Collected data
____________________
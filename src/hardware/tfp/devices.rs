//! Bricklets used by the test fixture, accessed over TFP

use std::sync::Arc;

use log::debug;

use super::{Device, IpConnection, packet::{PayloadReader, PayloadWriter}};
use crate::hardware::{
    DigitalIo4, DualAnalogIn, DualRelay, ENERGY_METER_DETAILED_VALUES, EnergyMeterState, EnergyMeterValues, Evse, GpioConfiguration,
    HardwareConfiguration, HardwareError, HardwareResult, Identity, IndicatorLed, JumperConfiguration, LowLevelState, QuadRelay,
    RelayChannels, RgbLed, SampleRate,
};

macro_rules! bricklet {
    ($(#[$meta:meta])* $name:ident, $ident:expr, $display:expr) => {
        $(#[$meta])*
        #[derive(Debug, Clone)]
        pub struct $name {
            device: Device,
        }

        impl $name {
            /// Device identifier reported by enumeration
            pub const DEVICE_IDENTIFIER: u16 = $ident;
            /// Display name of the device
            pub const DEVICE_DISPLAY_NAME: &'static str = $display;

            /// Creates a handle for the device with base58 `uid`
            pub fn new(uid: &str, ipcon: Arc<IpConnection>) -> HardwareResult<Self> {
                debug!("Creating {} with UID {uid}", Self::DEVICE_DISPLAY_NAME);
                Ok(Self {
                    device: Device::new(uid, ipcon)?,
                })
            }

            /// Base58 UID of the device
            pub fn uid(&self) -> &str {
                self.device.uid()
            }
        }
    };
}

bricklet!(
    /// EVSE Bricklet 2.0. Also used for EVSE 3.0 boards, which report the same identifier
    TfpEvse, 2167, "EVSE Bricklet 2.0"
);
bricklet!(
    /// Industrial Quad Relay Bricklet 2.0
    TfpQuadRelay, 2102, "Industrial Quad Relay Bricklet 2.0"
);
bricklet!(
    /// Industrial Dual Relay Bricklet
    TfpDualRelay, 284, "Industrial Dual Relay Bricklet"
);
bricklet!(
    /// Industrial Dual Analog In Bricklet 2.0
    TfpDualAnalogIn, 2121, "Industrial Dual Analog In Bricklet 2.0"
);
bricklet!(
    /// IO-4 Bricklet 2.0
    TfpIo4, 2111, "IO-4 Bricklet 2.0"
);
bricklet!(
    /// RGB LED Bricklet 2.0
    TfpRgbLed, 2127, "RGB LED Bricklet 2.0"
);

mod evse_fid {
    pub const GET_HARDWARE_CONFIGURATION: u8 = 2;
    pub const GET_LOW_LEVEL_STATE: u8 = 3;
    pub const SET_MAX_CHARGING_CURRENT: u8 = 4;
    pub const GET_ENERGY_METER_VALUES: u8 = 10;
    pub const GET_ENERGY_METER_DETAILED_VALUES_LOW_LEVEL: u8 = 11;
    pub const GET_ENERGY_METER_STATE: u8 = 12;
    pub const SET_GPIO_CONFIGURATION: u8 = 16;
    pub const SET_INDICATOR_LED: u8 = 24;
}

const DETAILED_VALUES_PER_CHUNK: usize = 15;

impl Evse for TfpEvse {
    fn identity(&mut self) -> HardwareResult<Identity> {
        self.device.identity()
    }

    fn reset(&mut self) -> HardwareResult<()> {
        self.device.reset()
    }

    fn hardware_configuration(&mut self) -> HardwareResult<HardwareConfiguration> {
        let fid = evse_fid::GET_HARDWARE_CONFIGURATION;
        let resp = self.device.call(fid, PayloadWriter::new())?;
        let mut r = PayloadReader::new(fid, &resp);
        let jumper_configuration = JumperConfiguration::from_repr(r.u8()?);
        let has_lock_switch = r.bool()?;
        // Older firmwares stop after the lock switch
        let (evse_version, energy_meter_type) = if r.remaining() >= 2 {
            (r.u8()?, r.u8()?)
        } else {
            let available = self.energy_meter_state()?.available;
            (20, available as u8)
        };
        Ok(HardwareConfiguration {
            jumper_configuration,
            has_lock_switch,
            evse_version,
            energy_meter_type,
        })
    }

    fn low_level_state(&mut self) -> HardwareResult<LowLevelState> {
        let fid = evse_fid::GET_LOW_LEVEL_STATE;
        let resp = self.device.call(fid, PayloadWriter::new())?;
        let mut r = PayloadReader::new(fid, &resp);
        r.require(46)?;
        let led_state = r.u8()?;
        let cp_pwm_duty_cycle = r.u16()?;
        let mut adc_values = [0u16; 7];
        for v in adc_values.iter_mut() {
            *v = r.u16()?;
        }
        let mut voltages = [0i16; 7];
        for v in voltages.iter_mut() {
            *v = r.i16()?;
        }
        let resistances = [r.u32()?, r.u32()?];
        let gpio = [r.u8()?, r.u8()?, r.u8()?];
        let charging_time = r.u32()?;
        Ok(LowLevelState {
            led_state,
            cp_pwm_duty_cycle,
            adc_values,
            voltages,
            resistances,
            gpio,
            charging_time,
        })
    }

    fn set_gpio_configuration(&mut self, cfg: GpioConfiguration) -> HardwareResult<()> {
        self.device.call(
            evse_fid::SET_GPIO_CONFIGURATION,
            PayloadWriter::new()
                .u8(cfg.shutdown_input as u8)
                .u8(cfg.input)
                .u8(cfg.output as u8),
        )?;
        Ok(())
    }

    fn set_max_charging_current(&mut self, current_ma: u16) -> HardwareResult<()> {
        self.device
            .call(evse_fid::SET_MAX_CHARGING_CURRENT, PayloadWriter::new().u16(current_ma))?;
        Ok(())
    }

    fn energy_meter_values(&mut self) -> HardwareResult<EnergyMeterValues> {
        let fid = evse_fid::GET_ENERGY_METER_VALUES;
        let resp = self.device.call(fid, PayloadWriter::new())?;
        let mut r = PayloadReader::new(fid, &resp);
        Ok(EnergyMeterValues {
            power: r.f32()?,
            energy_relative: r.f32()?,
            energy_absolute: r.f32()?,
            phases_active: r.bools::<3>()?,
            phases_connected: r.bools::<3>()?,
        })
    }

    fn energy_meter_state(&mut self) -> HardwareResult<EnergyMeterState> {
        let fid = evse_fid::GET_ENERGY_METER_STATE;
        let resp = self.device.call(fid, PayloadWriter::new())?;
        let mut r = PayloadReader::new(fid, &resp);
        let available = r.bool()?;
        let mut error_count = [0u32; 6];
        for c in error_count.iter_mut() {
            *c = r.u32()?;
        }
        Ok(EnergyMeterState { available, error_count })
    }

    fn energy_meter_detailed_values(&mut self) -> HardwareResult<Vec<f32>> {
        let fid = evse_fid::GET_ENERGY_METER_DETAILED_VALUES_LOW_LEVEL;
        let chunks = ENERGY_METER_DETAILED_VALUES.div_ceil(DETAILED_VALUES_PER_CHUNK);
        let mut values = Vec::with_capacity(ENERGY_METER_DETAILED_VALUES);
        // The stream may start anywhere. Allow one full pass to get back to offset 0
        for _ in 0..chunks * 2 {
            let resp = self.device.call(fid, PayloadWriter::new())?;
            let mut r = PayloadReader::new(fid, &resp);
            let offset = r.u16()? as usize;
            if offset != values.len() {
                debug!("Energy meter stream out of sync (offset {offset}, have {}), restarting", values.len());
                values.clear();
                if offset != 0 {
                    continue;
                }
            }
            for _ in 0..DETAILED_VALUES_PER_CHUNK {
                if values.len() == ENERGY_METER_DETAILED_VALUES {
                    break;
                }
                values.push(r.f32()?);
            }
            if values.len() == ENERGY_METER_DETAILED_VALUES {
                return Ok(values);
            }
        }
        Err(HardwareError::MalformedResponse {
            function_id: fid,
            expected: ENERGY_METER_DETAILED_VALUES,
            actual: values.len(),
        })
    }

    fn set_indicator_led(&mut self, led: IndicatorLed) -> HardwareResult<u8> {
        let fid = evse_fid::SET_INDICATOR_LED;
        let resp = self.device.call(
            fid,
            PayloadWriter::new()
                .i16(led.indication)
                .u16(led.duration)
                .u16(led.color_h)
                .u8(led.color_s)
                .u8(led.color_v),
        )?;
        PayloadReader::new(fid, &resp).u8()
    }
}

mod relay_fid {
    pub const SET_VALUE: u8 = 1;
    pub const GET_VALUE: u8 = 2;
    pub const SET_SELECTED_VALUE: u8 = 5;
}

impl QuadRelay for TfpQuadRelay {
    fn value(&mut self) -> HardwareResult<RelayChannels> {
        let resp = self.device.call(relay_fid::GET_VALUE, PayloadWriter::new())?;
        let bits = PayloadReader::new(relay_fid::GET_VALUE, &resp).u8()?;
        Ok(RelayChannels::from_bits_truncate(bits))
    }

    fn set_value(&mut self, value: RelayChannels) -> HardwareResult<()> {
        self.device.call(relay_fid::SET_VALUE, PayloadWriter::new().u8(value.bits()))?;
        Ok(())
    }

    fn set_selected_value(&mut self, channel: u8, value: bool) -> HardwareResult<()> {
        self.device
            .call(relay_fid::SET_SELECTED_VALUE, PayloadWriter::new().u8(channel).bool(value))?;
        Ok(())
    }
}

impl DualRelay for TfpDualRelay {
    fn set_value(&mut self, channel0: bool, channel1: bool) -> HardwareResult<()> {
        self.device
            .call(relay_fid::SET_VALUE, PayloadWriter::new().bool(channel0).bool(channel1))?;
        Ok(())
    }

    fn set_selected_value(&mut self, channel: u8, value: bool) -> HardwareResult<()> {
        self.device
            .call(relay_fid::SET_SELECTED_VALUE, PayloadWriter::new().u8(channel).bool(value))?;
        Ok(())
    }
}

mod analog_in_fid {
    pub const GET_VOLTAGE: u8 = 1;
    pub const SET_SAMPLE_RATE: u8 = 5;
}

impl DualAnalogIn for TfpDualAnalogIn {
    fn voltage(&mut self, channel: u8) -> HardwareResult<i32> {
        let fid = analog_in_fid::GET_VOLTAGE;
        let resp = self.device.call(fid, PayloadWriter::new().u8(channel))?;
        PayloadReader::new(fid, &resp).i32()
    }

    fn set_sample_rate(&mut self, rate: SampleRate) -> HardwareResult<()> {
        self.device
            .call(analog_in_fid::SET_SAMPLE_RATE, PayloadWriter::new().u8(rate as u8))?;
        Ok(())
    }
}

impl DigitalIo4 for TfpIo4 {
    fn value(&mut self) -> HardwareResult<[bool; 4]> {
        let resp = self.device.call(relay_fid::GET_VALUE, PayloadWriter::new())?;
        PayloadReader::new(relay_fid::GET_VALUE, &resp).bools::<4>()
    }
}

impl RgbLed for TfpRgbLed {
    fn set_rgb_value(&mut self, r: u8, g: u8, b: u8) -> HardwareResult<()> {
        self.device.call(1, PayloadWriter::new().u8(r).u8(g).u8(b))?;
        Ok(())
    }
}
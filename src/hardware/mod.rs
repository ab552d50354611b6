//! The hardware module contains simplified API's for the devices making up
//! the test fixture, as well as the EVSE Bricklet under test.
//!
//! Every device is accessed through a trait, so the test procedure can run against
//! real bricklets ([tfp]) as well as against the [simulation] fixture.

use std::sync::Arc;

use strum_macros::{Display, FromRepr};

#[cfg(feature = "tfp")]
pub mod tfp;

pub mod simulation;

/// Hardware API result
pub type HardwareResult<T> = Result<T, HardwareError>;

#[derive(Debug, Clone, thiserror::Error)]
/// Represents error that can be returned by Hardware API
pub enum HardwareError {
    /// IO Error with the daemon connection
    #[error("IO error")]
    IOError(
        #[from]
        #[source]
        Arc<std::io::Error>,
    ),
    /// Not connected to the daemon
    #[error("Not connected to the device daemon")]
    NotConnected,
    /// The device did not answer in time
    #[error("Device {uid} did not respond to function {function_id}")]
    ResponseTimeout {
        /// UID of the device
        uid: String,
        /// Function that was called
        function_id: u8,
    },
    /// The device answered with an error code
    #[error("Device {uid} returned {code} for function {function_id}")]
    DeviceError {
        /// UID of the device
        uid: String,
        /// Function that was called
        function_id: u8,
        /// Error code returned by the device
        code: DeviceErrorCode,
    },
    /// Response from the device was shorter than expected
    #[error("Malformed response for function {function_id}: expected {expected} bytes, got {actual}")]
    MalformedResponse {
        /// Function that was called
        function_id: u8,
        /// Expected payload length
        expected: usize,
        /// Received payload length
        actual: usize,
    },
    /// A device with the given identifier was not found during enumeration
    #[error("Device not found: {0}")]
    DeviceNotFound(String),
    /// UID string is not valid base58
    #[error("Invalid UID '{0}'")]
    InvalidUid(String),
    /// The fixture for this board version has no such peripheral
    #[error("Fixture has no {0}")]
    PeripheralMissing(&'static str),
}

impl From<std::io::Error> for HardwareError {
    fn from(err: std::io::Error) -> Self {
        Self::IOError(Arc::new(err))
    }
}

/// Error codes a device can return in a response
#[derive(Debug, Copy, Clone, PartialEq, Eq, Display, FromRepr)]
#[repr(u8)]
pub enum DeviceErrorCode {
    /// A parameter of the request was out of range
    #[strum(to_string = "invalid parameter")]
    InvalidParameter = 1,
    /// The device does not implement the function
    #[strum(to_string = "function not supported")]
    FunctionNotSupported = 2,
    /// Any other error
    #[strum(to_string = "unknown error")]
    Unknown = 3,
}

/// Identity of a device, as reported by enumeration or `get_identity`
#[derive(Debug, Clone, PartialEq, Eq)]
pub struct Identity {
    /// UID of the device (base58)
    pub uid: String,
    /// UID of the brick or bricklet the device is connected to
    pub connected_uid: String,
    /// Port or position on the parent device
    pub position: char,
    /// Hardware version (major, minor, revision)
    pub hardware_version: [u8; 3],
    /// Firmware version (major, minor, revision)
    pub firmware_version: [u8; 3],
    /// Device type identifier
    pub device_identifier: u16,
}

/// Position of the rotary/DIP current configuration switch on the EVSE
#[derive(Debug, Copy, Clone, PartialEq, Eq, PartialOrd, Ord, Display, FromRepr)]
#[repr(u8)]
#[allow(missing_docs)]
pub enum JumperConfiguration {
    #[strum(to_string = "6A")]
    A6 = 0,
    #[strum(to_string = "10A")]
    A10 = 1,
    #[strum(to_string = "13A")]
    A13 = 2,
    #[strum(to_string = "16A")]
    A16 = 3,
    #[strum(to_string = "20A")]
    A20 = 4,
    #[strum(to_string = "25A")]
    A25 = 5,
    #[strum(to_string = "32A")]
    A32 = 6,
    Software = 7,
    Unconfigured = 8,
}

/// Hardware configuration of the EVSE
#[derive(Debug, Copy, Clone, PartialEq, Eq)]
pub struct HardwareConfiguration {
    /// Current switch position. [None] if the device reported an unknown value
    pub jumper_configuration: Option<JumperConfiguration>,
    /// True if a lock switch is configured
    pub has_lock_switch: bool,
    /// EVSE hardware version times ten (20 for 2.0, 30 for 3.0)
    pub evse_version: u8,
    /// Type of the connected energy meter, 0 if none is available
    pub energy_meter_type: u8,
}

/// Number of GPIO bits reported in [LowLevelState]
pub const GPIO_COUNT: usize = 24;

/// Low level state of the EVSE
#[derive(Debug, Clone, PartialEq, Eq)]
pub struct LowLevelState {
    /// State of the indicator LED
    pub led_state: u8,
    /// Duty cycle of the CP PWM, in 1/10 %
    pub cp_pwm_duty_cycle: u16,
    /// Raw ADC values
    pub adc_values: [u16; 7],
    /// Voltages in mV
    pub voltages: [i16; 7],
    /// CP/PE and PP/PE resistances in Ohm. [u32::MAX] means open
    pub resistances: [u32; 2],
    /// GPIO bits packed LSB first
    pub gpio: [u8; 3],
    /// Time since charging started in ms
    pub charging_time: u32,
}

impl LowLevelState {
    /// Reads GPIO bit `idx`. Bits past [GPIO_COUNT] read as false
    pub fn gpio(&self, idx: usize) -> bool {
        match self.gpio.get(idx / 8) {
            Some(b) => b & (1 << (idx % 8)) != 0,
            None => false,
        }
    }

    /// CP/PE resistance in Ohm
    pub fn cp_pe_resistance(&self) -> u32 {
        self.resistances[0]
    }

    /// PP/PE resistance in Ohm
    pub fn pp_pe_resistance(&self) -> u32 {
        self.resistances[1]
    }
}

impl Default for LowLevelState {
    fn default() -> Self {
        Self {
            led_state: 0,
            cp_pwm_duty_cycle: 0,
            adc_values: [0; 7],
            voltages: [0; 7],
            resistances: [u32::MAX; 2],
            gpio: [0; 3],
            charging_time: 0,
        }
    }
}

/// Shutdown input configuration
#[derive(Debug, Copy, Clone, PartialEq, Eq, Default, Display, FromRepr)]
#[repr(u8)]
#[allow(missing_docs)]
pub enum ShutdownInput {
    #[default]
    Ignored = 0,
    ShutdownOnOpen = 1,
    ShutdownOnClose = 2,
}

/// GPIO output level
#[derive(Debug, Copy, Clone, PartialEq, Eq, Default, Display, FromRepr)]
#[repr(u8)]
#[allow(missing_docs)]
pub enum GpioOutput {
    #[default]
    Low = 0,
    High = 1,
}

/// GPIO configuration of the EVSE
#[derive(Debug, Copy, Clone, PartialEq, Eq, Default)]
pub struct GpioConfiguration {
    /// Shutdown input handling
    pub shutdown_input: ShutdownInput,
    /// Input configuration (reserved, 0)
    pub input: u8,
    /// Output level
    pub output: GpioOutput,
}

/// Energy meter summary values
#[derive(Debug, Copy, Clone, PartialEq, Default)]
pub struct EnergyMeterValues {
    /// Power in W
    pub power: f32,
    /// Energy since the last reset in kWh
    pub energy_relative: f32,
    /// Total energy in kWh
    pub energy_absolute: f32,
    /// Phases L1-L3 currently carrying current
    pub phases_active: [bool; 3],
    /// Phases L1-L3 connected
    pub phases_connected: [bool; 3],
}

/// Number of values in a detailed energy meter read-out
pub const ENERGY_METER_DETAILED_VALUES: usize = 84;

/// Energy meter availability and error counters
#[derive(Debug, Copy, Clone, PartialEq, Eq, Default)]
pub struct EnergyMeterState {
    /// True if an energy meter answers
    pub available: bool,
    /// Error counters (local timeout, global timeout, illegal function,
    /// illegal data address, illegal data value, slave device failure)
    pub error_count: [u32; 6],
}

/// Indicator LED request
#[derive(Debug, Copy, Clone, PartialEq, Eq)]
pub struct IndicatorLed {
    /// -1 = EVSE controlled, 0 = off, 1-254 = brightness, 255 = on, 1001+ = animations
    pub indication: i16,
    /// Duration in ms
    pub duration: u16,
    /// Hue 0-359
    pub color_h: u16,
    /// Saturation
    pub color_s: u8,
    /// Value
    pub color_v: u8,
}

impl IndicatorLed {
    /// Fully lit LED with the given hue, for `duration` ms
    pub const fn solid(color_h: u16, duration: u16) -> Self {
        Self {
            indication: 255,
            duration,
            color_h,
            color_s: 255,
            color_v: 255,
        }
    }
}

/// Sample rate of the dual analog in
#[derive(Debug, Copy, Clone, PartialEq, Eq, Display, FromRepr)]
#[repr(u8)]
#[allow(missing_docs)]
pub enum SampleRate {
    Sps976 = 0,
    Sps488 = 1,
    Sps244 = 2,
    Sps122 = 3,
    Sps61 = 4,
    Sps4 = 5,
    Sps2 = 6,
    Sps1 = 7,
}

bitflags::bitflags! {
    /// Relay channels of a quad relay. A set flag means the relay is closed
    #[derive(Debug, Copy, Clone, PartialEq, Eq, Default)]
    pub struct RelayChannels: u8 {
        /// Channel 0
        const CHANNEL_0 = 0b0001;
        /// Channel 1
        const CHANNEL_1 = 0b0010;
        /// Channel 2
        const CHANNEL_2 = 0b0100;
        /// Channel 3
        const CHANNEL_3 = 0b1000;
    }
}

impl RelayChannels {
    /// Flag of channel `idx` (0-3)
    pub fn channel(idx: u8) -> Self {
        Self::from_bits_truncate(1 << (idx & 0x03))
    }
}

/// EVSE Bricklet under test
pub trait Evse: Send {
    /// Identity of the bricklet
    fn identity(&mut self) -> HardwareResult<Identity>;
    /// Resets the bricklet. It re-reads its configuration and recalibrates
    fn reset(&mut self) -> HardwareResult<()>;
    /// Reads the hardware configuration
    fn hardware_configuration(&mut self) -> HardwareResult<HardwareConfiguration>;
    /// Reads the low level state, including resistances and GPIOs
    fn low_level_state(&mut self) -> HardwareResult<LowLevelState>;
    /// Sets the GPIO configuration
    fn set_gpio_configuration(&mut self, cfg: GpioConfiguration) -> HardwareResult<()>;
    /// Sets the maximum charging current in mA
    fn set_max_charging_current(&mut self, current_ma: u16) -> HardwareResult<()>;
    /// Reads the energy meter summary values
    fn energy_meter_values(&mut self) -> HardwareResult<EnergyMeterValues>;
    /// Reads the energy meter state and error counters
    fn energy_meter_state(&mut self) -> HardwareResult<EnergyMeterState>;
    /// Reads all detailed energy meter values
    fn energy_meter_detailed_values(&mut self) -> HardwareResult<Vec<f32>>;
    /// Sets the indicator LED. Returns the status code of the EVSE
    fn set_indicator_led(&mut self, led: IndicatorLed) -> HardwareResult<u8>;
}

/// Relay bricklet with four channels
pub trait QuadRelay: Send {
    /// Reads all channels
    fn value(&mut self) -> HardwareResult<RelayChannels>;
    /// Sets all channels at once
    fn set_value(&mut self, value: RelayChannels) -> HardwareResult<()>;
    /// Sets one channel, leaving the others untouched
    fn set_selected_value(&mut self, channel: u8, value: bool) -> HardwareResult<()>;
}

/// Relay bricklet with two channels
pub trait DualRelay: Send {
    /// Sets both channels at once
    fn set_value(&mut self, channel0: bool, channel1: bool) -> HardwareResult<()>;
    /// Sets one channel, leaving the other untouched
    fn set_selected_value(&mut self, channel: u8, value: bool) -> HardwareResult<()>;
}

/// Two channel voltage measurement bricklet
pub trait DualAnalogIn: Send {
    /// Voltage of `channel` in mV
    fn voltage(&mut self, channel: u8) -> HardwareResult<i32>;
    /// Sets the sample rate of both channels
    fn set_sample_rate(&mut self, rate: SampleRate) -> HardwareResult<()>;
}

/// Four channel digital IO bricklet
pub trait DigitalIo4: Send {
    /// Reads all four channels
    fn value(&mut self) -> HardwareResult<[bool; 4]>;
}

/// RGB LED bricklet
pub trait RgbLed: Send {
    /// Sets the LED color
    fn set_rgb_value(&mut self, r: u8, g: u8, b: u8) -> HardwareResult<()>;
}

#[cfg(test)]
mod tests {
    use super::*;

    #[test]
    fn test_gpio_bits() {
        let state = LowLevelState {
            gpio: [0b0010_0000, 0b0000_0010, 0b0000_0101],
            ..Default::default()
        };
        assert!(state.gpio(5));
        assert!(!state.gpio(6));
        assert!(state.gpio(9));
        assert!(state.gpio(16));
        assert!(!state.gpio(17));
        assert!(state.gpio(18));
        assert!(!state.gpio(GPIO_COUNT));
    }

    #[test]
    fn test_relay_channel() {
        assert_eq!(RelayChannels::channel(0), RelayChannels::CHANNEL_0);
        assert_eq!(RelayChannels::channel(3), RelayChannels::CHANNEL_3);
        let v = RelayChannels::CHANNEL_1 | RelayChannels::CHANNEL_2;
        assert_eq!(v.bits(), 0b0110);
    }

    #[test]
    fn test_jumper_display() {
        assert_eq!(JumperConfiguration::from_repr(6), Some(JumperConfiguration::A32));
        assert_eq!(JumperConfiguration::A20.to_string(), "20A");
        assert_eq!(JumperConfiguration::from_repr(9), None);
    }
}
____________________
§ WHAT YOU WILL DO
Across the entries above, find each line with the word "ShutdownInput" and please copy it out.

§ ANSWER SPACE
pub enum ShutdownInput {
    pub shutdown_input: ShutdownInput,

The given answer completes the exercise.